Exercise prompt
The required lines are those that contain "content"; pull them out of the data and copy them.
Information shown START
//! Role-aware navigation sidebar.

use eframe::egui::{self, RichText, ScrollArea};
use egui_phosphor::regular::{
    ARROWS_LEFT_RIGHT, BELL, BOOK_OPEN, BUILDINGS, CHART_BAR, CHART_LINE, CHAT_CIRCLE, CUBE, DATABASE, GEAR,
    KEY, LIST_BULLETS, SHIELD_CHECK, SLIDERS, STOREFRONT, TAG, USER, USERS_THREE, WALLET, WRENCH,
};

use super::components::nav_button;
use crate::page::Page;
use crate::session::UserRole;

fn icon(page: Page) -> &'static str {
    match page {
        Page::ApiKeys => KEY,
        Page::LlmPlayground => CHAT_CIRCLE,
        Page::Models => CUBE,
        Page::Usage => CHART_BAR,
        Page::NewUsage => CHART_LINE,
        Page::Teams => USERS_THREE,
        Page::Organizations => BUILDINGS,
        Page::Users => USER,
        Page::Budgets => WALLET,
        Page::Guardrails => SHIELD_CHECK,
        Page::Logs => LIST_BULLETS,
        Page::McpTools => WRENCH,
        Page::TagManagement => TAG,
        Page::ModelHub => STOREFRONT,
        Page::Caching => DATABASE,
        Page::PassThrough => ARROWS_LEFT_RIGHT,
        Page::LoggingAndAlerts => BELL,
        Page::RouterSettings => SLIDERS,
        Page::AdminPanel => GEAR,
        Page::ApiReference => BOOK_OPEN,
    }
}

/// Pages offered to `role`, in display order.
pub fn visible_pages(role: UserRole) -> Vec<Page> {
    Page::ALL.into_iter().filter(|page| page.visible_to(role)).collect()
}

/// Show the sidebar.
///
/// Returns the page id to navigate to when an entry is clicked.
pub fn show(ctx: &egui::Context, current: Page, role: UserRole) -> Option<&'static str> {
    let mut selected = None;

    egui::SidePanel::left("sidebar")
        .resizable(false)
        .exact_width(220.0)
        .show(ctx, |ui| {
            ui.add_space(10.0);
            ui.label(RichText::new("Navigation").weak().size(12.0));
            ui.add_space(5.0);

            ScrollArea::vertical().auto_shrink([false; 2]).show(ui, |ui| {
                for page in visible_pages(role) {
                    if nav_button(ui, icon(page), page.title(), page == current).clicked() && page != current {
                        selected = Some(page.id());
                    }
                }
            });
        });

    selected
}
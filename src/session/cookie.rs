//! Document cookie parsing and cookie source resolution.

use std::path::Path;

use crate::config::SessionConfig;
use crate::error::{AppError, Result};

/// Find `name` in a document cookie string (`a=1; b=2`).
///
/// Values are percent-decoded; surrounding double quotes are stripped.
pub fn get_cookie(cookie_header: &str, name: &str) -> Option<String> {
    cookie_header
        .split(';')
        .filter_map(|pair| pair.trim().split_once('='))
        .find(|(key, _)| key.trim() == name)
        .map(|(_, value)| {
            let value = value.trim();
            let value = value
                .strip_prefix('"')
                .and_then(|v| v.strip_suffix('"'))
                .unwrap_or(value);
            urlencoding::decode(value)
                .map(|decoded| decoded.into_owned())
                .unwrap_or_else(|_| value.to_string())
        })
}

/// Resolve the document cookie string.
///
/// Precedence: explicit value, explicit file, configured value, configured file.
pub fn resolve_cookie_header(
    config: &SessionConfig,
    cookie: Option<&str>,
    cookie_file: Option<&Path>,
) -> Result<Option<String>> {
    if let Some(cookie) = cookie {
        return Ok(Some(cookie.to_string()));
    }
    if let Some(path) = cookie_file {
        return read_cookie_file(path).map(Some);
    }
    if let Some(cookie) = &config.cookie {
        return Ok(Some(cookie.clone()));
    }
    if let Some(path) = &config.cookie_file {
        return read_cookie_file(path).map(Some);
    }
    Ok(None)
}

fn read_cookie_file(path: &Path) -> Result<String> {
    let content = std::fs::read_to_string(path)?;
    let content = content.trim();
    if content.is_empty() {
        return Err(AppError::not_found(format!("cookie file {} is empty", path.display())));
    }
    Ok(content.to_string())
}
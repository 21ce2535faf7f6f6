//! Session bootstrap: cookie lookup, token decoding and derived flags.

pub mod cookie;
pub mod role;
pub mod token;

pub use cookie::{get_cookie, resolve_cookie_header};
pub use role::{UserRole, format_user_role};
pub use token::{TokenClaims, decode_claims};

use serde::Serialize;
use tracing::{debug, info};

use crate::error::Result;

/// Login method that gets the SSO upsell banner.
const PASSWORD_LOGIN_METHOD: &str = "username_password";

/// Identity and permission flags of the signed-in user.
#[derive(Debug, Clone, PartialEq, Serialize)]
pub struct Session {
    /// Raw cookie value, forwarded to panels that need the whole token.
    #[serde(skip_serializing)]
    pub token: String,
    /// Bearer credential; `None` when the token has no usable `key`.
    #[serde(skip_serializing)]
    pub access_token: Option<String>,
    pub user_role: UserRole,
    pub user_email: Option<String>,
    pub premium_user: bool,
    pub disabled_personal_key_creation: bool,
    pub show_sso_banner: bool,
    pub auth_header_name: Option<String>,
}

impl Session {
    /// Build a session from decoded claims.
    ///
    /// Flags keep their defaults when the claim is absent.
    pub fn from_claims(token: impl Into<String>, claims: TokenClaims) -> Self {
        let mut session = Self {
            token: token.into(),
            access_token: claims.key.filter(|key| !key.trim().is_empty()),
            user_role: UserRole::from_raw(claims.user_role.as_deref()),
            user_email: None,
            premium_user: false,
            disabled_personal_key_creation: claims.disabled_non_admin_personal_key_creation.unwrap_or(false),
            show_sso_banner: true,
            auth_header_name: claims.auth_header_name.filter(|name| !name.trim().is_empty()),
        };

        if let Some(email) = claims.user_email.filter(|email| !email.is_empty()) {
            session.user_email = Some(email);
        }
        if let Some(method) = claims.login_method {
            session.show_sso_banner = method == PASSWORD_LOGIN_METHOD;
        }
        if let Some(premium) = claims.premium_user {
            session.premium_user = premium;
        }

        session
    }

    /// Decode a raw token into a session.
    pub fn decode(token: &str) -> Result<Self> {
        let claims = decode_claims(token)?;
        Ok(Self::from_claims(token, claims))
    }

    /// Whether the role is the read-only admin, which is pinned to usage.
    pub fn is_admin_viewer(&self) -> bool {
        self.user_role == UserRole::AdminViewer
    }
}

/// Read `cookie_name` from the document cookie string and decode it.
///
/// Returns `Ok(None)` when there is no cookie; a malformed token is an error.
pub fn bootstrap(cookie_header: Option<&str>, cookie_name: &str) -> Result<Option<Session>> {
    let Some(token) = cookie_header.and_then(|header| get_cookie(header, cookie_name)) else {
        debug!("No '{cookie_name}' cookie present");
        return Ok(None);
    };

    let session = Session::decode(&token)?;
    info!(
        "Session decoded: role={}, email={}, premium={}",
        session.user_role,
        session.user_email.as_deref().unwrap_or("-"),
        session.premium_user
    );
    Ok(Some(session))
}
Information shown END
Result of the task
    let content = std::fs::read_to_string(path)?;
    let content = content.trim();
    if content.is_empty() {
    Ok(content.to_string())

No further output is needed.